(Dataset entries Opens)

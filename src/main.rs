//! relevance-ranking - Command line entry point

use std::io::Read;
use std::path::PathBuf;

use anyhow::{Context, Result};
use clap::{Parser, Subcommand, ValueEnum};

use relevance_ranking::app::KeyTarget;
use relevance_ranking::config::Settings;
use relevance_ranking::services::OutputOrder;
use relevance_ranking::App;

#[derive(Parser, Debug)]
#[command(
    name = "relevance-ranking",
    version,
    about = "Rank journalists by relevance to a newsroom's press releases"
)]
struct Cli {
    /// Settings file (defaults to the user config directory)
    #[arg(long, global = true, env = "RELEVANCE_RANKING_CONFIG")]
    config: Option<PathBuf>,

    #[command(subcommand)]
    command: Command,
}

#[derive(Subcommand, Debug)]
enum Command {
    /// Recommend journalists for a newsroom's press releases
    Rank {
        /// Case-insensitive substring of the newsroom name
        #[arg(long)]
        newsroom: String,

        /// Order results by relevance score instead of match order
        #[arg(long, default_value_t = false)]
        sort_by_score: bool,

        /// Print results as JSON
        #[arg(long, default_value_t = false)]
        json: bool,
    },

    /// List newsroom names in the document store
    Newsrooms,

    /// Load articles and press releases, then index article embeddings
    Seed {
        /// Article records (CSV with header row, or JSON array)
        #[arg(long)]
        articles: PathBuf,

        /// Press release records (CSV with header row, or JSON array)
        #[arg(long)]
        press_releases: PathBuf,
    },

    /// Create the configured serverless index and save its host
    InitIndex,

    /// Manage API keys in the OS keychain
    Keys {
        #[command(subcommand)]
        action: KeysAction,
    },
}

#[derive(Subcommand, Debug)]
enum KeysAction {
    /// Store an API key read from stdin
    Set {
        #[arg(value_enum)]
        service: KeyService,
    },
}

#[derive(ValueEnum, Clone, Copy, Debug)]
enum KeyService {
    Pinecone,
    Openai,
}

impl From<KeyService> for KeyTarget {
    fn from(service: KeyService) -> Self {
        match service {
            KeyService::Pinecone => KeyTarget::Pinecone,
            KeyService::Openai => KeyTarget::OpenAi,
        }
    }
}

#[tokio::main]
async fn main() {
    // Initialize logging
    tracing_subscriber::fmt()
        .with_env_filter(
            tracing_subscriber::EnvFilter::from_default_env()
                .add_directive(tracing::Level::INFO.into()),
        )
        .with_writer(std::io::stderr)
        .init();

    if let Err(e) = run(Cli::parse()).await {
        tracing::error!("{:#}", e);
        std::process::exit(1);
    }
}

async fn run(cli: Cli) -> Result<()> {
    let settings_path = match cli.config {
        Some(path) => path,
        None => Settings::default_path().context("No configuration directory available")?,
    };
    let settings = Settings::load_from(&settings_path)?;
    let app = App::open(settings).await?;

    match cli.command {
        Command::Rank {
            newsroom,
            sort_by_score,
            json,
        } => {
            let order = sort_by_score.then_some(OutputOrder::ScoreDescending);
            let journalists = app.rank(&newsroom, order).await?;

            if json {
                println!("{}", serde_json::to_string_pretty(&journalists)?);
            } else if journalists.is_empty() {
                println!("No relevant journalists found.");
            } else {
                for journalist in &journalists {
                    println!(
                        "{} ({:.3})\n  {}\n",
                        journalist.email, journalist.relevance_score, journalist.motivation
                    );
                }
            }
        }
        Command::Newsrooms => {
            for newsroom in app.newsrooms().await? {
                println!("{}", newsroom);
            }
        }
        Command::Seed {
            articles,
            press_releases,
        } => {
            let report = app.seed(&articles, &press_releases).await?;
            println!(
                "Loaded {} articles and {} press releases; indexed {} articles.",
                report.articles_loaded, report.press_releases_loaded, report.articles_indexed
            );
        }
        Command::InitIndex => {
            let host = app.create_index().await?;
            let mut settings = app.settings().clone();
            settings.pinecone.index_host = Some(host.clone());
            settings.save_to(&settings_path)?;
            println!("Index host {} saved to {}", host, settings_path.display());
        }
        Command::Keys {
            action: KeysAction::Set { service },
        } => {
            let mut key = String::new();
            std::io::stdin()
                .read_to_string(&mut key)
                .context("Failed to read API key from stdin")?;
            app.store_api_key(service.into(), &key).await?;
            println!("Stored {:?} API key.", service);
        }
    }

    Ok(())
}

(Dataset entries Closes)

▶ **Exercise instructions**: The required answer is the run of lines above, starting at the line with "std::process::exit(1);" and ending at the line with "let settings = Settings::load_from(&settings_path)?;", reproduced exactly with both ends.

▶ **Task response**:
        std::process::exit(1);
    }
}

async fn run(cli: Cli) -> Result<()> {
    let settings_path = match cli.config {
        Some(path) => path,
        None => Settings::default_path().context("No configuration directory available")?,
    };
    let settings = Settings::load_from(&settings_path)?;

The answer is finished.